**What is being asked**
Restate the full set of records exactly, word for word.

• • • • • • •

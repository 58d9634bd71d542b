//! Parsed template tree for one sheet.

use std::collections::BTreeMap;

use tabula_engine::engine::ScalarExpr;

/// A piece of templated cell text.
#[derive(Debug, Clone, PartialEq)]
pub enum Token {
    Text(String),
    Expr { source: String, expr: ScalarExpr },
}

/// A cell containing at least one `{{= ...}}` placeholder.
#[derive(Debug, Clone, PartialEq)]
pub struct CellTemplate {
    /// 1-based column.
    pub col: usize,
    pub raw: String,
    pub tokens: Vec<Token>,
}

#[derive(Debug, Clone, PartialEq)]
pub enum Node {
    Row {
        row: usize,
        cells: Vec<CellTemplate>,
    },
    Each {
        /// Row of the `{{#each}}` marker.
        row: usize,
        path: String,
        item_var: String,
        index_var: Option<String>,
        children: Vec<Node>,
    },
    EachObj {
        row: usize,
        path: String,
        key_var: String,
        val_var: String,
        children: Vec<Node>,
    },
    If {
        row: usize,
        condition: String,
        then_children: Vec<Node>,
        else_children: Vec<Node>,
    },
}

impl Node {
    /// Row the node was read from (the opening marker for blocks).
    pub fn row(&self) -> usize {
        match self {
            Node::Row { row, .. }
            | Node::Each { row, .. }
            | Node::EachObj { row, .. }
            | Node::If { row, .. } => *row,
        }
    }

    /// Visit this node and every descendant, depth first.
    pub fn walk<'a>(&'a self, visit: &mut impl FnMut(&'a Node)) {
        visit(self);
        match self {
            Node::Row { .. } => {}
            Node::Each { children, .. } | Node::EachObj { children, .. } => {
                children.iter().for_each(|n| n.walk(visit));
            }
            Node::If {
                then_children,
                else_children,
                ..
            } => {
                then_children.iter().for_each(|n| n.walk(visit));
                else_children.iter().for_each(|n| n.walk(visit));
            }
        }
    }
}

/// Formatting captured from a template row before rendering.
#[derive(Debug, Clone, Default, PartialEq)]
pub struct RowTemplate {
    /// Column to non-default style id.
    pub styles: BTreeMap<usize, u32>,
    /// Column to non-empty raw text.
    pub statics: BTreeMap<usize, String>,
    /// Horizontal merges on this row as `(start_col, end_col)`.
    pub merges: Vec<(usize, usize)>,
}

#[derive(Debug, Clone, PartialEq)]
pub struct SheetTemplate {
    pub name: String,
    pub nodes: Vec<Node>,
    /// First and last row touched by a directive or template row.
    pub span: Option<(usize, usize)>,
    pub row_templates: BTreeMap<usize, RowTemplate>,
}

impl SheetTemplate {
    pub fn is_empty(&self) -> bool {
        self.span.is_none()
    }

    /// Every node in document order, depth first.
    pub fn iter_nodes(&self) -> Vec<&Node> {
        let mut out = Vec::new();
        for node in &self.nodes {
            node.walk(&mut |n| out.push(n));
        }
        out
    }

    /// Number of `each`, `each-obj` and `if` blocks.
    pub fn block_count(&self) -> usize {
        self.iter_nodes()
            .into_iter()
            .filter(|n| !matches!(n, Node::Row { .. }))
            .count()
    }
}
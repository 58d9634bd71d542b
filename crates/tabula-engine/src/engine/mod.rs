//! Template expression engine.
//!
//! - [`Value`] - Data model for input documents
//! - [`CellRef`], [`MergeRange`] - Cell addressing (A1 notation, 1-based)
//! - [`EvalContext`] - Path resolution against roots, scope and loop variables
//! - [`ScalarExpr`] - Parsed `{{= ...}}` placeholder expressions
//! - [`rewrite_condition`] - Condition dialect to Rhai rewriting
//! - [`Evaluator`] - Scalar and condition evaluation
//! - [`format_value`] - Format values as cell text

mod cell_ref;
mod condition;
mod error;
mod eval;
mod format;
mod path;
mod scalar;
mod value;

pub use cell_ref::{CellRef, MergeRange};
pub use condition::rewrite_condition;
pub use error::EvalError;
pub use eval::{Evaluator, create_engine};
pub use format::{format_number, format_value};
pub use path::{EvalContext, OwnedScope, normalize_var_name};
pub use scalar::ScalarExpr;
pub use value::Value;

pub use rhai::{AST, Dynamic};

• • • • • • •

**Answer for the task**
repository 58d9634bd71d542b
//! Parsed template tree for one sheet.

use std::collections::BTreeMap;

use tabula_engine::engine::ScalarExpr;

/// A piece of templated cell text.
#[derive(Debug, Clone, PartialEq)]
pub enum Token {
    Text(String),
    Expr { source: String, expr: ScalarExpr },
}

/// A cell containing at least one `{{= ...}}` placeholder.
#[derive(Debug, Clone, PartialEq)]
pub struct CellTemplate {
    /// 1-based column.
    pub col: usize,
    pub raw: String,
    pub tokens: Vec<Token>,
}

#[derive(Debug, Clone, PartialEq)]
pub enum Node {
    Row {
        row: usize,
        cells: Vec<CellTemplate>,
    },
    Each {
        /// Row of the `{{#each}}` marker.
        row: usize,
        path: String,
        item_var: String,
        index_var: Option<String>,
        children: Vec<Node>,
    },
    EachObj {
        row: usize,
        path: String,
        key_var: String,
        val_var: String,
        children: Vec<Node>,
    },
    If {
        row: usize,
        condition: String,
        then_children: Vec<Node>,
        else_children: Vec<Node>,
    },
}

impl Node {
    /// Row the node was read from (the opening marker for blocks).
    pub fn row(&self) -> usize {
        match self {
            Node::Row { row, .. }
            | Node::Each { row, .. }
            | Node::EachObj { row, .. }
            | Node::If { row, .. } => *row,
        }
    }

    /// Visit this node and every descendant, depth first.
    pub fn walk<'a>(&'a self, visit: &mut impl FnMut(&'a Node)) {
        visit(self);
        match self {
            Node::Row { .. } => {}
            Node::Each { children, .. } | Node::EachObj { children, .. } => {
                children.iter().for_each(|n| n.walk(visit));
            }
            Node::If {
                then_children,
                else_children,
                ..
            } => {
                then_children.iter().for_each(|n| n.walk(visit));
                else_children.iter().for_each(|n| n.walk(visit));
            }
        }
    }
}

/// Formatting captured from a template row before rendering.
#[derive(Debug, Clone, Default, PartialEq)]
pub struct RowTemplate {
    /// Column to non-default style id.
    pub styles: BTreeMap<usize, u32>,
    /// Column to non-empty raw text.
    pub statics: BTreeMap<usize, String>,
    /// Horizontal merges on this row as `(start_col, end_col)`.
    pub merges: Vec<(usize, usize)>,
}

#[derive(Debug, Clone, PartialEq)]
pub struct SheetTemplate {
    pub name: String,
    pub nodes: Vec<Node>,
    /// First and last row touched by a directive or template row.
    pub span: Option<(usize, usize)>,
    pub row_templates: BTreeMap<usize, RowTemplate>,
}

impl SheetTemplate {
    pub fn is_empty(&self) -> bool {
        self.span.is_none()
    }

    /// Every node in document order, depth first.
    pub fn iter_nodes(&self) -> Vec<&Node> {
        let mut out = Vec::new();
        for node in &self.nodes {
            node.walk(&mut |n| out.push(n));
        }
        out
    }

    /// Number of `each`, `each-obj` and `if` blocks.
    pub fn block_count(&self) -> usize {
        self.iter_nodes()
            .into_iter()
            .filter(|n| !matches!(n, Node::Row { .. }))
            .count()
    }
}
repository 58d9634bd71d542b
filename crates/tabula-engine/src/engine/mod.rs
//! Template expression engine.
//!
//! - [`Value`] - Data model for input documents
//! - [`CellRef`], [`MergeRange`] - Cell addressing (A1 notation, 1-based)
//! - [`EvalContext`] - Path resolution against roots, scope and loop variables
//! - [`ScalarExpr`] - Parsed `{{= ...}}` placeholder expressions
//! - [`rewrite_condition`] - Condition dialect to Rhai rewriting
//! - [`Evaluator`] - Scalar and condition evaluation
//! - [`format_value`] - Format values as cell text

mod cell_ref;
mod condition;
mod error;
mod eval;
mod format;
mod path;
mod scalar;
mod value;

pub use cell_ref::{CellRef, MergeRange};
pub use condition::rewrite_condition;
pub use error::EvalError;
pub use eval::{Evaluator, create_engine};
pub use format::{format_number, format_value};
pub use path::{EvalContext, OwnedScope, normalize_var_name};
pub use scalar::ScalarExpr;
pub use value::Value;

pub use rhai::{AST, Dynamic};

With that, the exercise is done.